START DATA EXCERPTS

// SPDX-License-Identifier: BUSL-1.1
// Copyright (c) 2026 Alfred Jean LLC

//! Tick-polled timer wheel.
//!
//! The bridge polls this on every tick instead of arming one tokio timer
//! per deadline; deadlines are compared against the injected clock so
//! tests drive time explicitly.

use herd_core::TimerId;
use std::collections::HashMap;
use std::time::{Duration, Instant};

/// Timer entry
#[derive(Debug, Clone)]
struct Timer {
    fires_at: Instant,
}

/// Manages timers for the bridge
#[derive(Debug, Default)]
pub struct TimerWheel {
    timers: HashMap<TimerId, Timer>,
}

impl TimerWheel {
    pub fn new() -> Self {
        Self::default()
    }

    /// Set (or reset) a timer
    pub fn set(&mut self, id: TimerId, duration: Duration, now: Instant) {
        let fires_at = now + duration;
        self.timers.insert(id, Timer { fires_at });
    }

    /// Cancel a timer
    pub fn cancel(&mut self, id: &TimerId) {
        self.timers.remove(id);
    }

    /// Cancel all timers
    pub fn clear(&mut self) {
        self.timers.clear();
    }

    /// Remove and return all timers that have fired
    pub fn fired(&mut self, now: Instant) -> Vec<TimerId> {
        let fired: Vec<TimerId> = self
            .timers
            .iter()
            .filter(|(_, t)| t.fires_at <= now)
            .map(|(id, _)| id.clone())
            .collect();
        for id in &fired {
            self.timers.remove(id);
        }
        fired
    }

    /// Check if there are any pending timers
    pub fn is_empty(&self) -> bool {
        self.timers.is_empty()
    }
}

#[cfg(test)]
#[path = "timers_tests.rs"]
mod tests;
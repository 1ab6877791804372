// SPDX-License-Identifier: BUSL-1.1
// Copyright (c) 2026 Alfred Jean LLC

use super::*;
use serial_test::serial;
use std::path::Path;
use std::sync::atomic::{AtomicU64, Ordering};
use std::sync::LazyLock;

/// Random namespace for this test run so parallel `cargo test` invocations
/// cannot collide on session names.
static TEST_PREFIX: LazyLock<String> = LazyLock::new(|| {
    use std::time::{SystemTime, UNIX_EPOCH};
    let nanos = SystemTime::now()
        .duration_since(UNIX_EPOCH)
        .unwrap_or_default()
        .subsec_nanos();
    format!("herdt{:04x}", nanos & 0xFFFF)
});

/// Counter for generating unique session names across tests.
static SESSION_COUNTER: AtomicU64 = AtomicU64::new(0);

fn adapter() -> TmuxAdapter {
    TmuxAdapter::with_prefix(TEST_PREFIX.clone())
}

/// Generate a unique session name for testing.
fn unique_name(suffix: &str) -> String {
    let id = SESSION_COUNTER.fetch_add(1, Ordering::SeqCst);
    format!("{}-{}", suffix, id)
}

/// Check if tmux is available on this system
fn tmux_available() -> bool {
    std::process::Command::new("tmux")
        .arg("-V")
        .output()
        .map(|o| o.status.success())
        .unwrap_or(false)
}

macro_rules! fail_if_no_tmux {
    () => {
        if !tmux_available() {
            panic!("tmux is required but not available");
        }
    };
}

// All tmux tests are serialized because some tests modify PATH which affects all others.

#[tokio::test]
#[serial(tmux)]
async fn spawn_creates_session_under_the_prefix() {
    fail_if_no_tmux!();
    let adapter = adapter();
    let name = unique_name("spawn");

    let id = adapter
        .spawn(&name, Path::new("/tmp"), "sleep 60", &[])
        .await
        .unwrap();

    assert_eq!(id, format!("{}-{}", *TEST_PREFIX, name));
    assert!(adapter.is_alive(&id).await.unwrap());

    // Cleanup
    let _ = adapter.kill(&id).await;
}

#[tokio::test]
#[serial(tmux)]
async fn spawn_sanitizes_document_sourced_names() {
    fail_if_no_tmux!();
    let adapter = adapter();
    // Agent ids come from spec frontmatter and may carry characters tmux
    // rejects in session names
    let name = format!("kid.{}:fix tests", SESSION_COUNTER.fetch_add(1, Ordering::SeqCst));

    let id = adapter
        .spawn(&name, Path::new("/tmp"), "sleep 60", &[])
        .await
        .unwrap();

    assert!(!id.contains('.'));
    assert!(!id.contains(':'));
    assert!(!id.contains(' '));
    assert!(adapter.is_alive(&id).await.unwrap());

    // Cleanup
    let _ = adapter.kill(&id).await;
}

#[tokio::test]
#[serial(tmux)]
async fn spawn_with_env_passes_environment() {
    fail_if_no_tmux!();
    let adapter = adapter();
    let name = unique_name("env");
    let env = vec![("TEST_VAR".to_string(), "test_value".to_string())];

    let id = adapter
        .spawn(&name, Path::new("/tmp"), "echo $TEST_VAR && sleep 60", &env)
        .await
        .unwrap();

    // Give the command time to execute
    tokio::time::sleep(tokio::time::Duration::from_millis(100)).await;

    let tail = adapter.capture_tail(&id, 10).await.unwrap();
    assert!(tail.contains("test_value"));

    // Cleanup
    let _ = adapter.kill(&id).await;
}

#[tokio::test]
#[serial(tmux)]
async fn spawn_replaces_stale_session() {
    fail_if_no_tmux!();
    let adapter = adapter();
    let name = unique_name("replace");

    let first = adapter
        .spawn(&name, Path::new("/tmp"), "sleep 60", &[])
        .await
        .unwrap();
    let second = adapter
        .spawn(&name, Path::new("/tmp"), "sleep 60", &[])
        .await
        .unwrap();

    assert_eq!(first, second);
    assert!(adapter.is_alive(&second).await.unwrap());

    // Cleanup
    let _ = adapter.kill(&second).await;
}

#[tokio::test]
#[serial(tmux)]
async fn spawn_rejects_missing_cwd() {
    fail_if_no_tmux!();
    let adapter = adapter();
    let name = unique_name("badcwd");

    let result = adapter
        .spawn(&name, Path::new("/nonexistent/path"), "sleep 1", &[])
        .await;

    assert!(matches!(result, Err(SessionError::SpawnFailed(_))));
    let err = result.unwrap_err();
    assert!(
        err.to_string().contains("working directory does not exist"),
        "Expected error about working directory, got: {}",
        err
    );
}

/// The directive path the context manager and orchestrator use: type
/// literal text, then commit with Enter.
#[tokio::test]
#[serial(tmux)]
async fn write_text_then_enter_reaches_the_pane() {
    fail_if_no_tmux!();
    let adapter = adapter();
    let name = unique_name("write");

    let id = adapter
        .spawn(&name, Path::new("/tmp"), "cat", &[])
        .await
        .unwrap();

    // Give session time to start
    tokio::time::sleep(tokio::time::Duration::from_millis(100)).await;

    // cat echoes the committed line back
    adapter.write_text(&id, "hello from the parent").await.unwrap();
    adapter.press_enter(&id).await.unwrap();

    tokio::time::sleep(tokio::time::Duration::from_millis(100)).await;

    let tail = adapter.capture_tail(&id, 10).await.unwrap();
    assert!(tail.contains("hello from the parent"));

    // Cleanup
    let _ = adapter.kill(&id).await;
}

#[tokio::test]
#[serial(tmux)]
async fn write_text_starting_with_dash_is_literal() {
    fail_if_no_tmux!();
    let adapter = adapter();
    let name = unique_name("dash");

    let id = adapter
        .spawn(&name, Path::new("/tmp"), "cat", &[])
        .await
        .unwrap();
    tokio::time::sleep(tokio::time::Duration::from_millis(100)).await;

    adapter.write_text(&id, "--not-a-flag").await.unwrap();
    adapter.press_enter(&id).await.unwrap();
    tokio::time::sleep(tokio::time::Duration::from_millis(100)).await;

    let tail = adapter.capture_tail(&id, 10).await.unwrap();
    assert!(tail.contains("--not-a-flag"));

    // Cleanup
    let _ = adapter.kill(&id).await;
}

#[tokio::test]
#[serial(tmux)]
async fn write_text_to_missing_session_returns_not_found() {
    fail_if_no_tmux!();
    let adapter = adapter();

    let result = adapter.write_text("nonexistent-session-xyz", "test").await;
    assert!(matches!(result, Err(SessionError::NotFound(_))));

    let result = adapter.press_enter("nonexistent-session-xyz").await;
    assert!(matches!(result, Err(SessionError::NotFound(_))));
}

#[tokio::test]
#[serial(tmux)]
async fn capture_tail_returns_recent_output() {
    fail_if_no_tmux!();
    let adapter = adapter();
    let name = unique_name("capture");

    // Output then stay running so there is something to capture
    let id = adapter
        .spawn(
            &name,
            Path::new("/tmp"),
            "echo 'capture-test-output' && sleep 60",
            &[],
        )
        .await
        .unwrap();

    // Give command time to execute
    tokio::time::sleep(tokio::time::Duration::from_millis(200)).await;

    let tail = adapter.capture_tail(&id, 10).await.unwrap();
    assert!(tail.contains("capture-test-output"));

    // Cleanup
    let _ = adapter.kill(&id).await;
}

/// Completion signals are matched as literals; a line the pane wrapped at
/// its width must come back joined.
#[tokio::test]
#[serial(tmux)]
async fn capture_tail_joins_wrapped_lines() {
    fail_if_no_tmux!();
    let adapter = adapter();
    let name = unique_name("wrap");

    // Longer than any default pane width, signal at the end
    let line = format!("{}<promise>WRAP_TEST_DONE</promise>", "x".repeat(200));
    let id = adapter
        .spawn(
            &name,
            Path::new("/tmp"),
            &format!("echo '{}' && sleep 60", line),
            &[],
        )
        .await
        .unwrap();

    tokio::time::sleep(tokio::time::Duration::from_millis(200)).await;

    let tail = adapter.capture_tail(&id, 20).await.unwrap();
    assert!(
        tail.contains("<promise>WRAP_TEST_DONE</promise>"),
        "signal split by pane wrapping:\n{}",
        tail
    );

    // Cleanup
    let _ = adapter.kill(&id).await;
}

#[tokio::test]
#[serial(tmux)]
async fn capture_tail_missing_session_returns_not_found() {
    fail_if_no_tmux!();
    let adapter = adapter();

    let result = adapter.capture_tail("nonexistent-session-xyz", 10).await;
    assert!(matches!(result, Err(SessionError::NotFound(_))));
}

#[tokio::test]
#[serial(tmux)]
async fn kill_terminates_session() {
    fail_if_no_tmux!();
    let adapter = adapter();
    let name = unique_name("kill");

    let id = adapter
        .spawn(&name, Path::new("/tmp"), "sleep 60", &[])
        .await
        .unwrap();

    assert!(adapter.is_alive(&id).await.unwrap());

    adapter.kill(&id).await.unwrap();

    // Give tmux time to clean up
    tokio::time::sleep(tokio::time::Duration::from_millis(50)).await;

    assert!(!adapter.is_alive(&id).await.unwrap());
}

#[tokio::test]
#[serial(tmux)]
async fn kill_missing_session_succeeds() {
    fail_if_no_tmux!();
    let adapter = adapter();

    // Teardown races are normal; a gone session is not an error
    let result = adapter.kill("nonexistent-session-xyz").await;
    assert!(result.is_ok());
}

#[tokio::test]
#[serial(tmux)]
async fn is_alive_tracks_session_existence() {
    fail_if_no_tmux!();
    let adapter = adapter();
    let name = unique_name("alive");

    let id = adapter
        .spawn(&name, Path::new("/tmp"), "sleep 60", &[])
        .await
        .unwrap();
    assert!(adapter.is_alive(&id).await.unwrap());

    let _ = adapter.kill(&id).await;
    assert!(!adapter.is_alive("nonexistent-session-xyz").await.unwrap());
}

// Tests below modify PATH to simulate tmux being unavailable.

#[tokio::test]
#[serial(tmux)]
async fn spawn_fails_when_tmux_unavailable() {
    use std::env;

    let original_path = env::var("PATH").unwrap_or_default();
    env::set_var("PATH", "/nonexistent");

    let adapter = adapter();
    let result = adapter
        .spawn("no-tmux", Path::new("/tmp"), "sleep 1", &[])
        .await;

    env::set_var("PATH", &original_path);

    assert!(matches!(result, Err(SessionError::SpawnFailed(_) | SessionError::CommandFailed(_))));
}

#[tokio::test]
#[serial(tmux)]
async fn write_text_fails_when_tmux_unavailable() {
    use std::env;

    let original_path = env::var("PATH").unwrap_or_default();
    env::set_var("PATH", "/nonexistent");

    let adapter = adapter();
    let result = adapter.write_text("any-session", "test").await;

    env::set_var("PATH", &original_path);

    assert!(matches!(result, Err(SessionError::CommandFailed(_))));
}

#[tokio::test]
#[serial(tmux)]
async fn kill_succeeds_when_tmux_unavailable() {
    use std::env;

    let original_path = env::var("PATH").unwrap_or_default();
    env::set_var("PATH", "/nonexistent");

    let adapter = adapter();
    let result = adapter.kill("any-session").await;

    env::set_var("PATH", &original_path);

    // kill() is best effort; nothing to kill is fine
    assert!(result.is_ok());
}

#[tokio::test]
#[serial(tmux)]
async fn is_alive_fails_when_tmux_unavailable() {
    use std::env;

    let original_path = env::var("PATH").unwrap_or_default();
    env::set_var("PATH", "/nonexistent");

    let adapter = adapter();
    let result = adapter.is_alive("any-session").await;

    env::set_var("PATH", &original_path);

    assert!(matches!(result, Err(SessionError::CommandFailed(_))));
}

#[tokio::test]
#[serial(tmux)]
async fn capture_tail_fails_when_tmux_unavailable() {
    use std::env;

    let original_path = env::var("PATH").unwrap_or_default();
    env::set_var("PATH", "/nonexistent");

    let adapter = adapter();
    let result = adapter.capture_tail("any-session", 10).await;

    env::set_var("PATH", &original_path);

    assert!(matches!(result, Err(SessionError::CommandFailed(_))));
}
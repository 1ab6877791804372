// SPDX-License-Identifier: BUSL-1.1
// Copyright (c) 2026 Alfred Jean LLC

//! The child's result file (`comms/result.md`).
//!
//! Frontmatter carries the verdict and a short summary; the body is the
//! child's free-form output. A malformed document is a
//! [`ResultParseError`] — the orchestrator reports it as a distinct
//! failure mode rather than guessing.

use crate::frontmatter::{Document, FrontmatterError, Value};
use serde::{Deserialize, Serialize};
use thiserror::Error;

/// Errors from parsing a result file.
#[derive(Debug, Error, PartialEq)]
pub enum ResultParseError {
    #[error("result parse failed: {0}")]
    ParseFailed(#[from] FrontmatterError),
    #[error("result has no status field")]
    MissingStatus,
    #[error("unknown result status: {0}")]
    UnknownStatus(String),
}

/// Terminal verdict of a child agent.
#[derive(Debug, Clone, Copy, PartialEq, Eq, Serialize, Deserialize)]
#[serde(rename_all = "lowercase")]
pub enum ResultStatus {
    Completed,
    Failed,
}

/// Action taken on one file.
#[derive(Debug, Clone, Copy, PartialEq, Eq, Default, Serialize, Deserialize)]
#[serde(rename_all = "lowercase")]
pub enum FileAction {
    Created,
    #[default]
    Modified,
    Deleted,
}

impl FileAction {
    fn parse_lossy(s: &str) -> Self {
        match s.trim().to_ascii_lowercase().as_str() {
            "created" => Self::Created,
            "deleted" => Self::Deleted,
            _ => Self::Modified,
        }
    }
}

/// One entry of the result's `filesChanged` list.
#[derive(Debug, Clone, PartialEq, Serialize, Deserialize)]
pub struct FileChange {
    pub path: String,
    pub action: FileAction,
    #[serde(default)]
    pub summary: String,
}

/// A parsed result file.
#[derive(Debug, Clone, PartialEq, Serialize, Deserialize)]
#[serde(rename_all = "camelCase")]
pub struct AgentResult {
    pub status: ResultStatus,
    #[serde(default)]
    pub summary: String,
    #[serde(default, skip_serializing_if = "Option::is_none")]
    pub cost: Option<f64>,
    #[serde(default, skip_serializing_if = "Vec::is_empty")]
    pub files_changed: Vec<FileChange>,
    /// Free-form narrative output.
    #[serde(default)]
    pub body: String,
}

impl AgentResult {
    pub fn parse(text: &str) -> Result<Self, ResultParseError> {
        let doc = Document::parse(text)?;

        let status = match doc.get("status").and_then(Value::coerce_string) {
            None => return Err(ResultParseError::MissingStatus),
            Some(s) => match s.trim().to_ascii_lowercase().as_str() {
                "completed" => ResultStatus::Completed,
                "failed" => ResultStatus::Failed,
                other => return Err(ResultParseError::UnknownStatus(other.to_string())),
            },
        };

        let summary = doc
            .get("summary")
            .and_then(Value::coerce_string)
            .unwrap_or_default();

        let cost = doc.get("cost").and_then(Value::as_f64);

        // filesChanged items are inline maps: `- {path: a, action: created}`
        // or plain paths, which default to `modified`.
        let files_changed = doc
            .get("filesChanged")
            .and_then(Value::as_array)
            .map(|items| {
                items
                    .iter()
                    .filter_map(|item| match item {
                        Value::Map(entries) => {
                            let get = |key: &str| {
                                entries
                                    .iter()
                                    .find(|(k, _)| k == key)
                                    .and_then(|(_, v)| v.coerce_string())
                            };
                            Some(FileChange {
                                path: get("path")?,
                                action: get("action")
                                    .map(|a| FileAction::parse_lossy(&a))
                                    .unwrap_or_default(),
                                summary: get("summary").unwrap_or_default(),
                            })
                        }
                        other => other.coerce_string().map(|path| FileChange {
                            path,
                            action: FileAction::default(),
                            summary: String::new(),
                        }),
                    })
                    .collect()
            })
            .unwrap_or_default();

        Ok(Self {
            status,
            summary,
            cost,
            files_changed,
            body: doc.body.trim().to_string(),
        })
    }
}

#[cfg(test)]
#[path = "result_tests.rs"]
mod tests;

END DATA EXCERPTS

REQUIRED WORK:
Above are the records; copy every line in them that holds the word "TmuxAdapter".

WRITTEN REPLY:
fn adapter() -> TmuxAdapter {
    TmuxAdapter::with_prefix(TEST_PREFIX.clone())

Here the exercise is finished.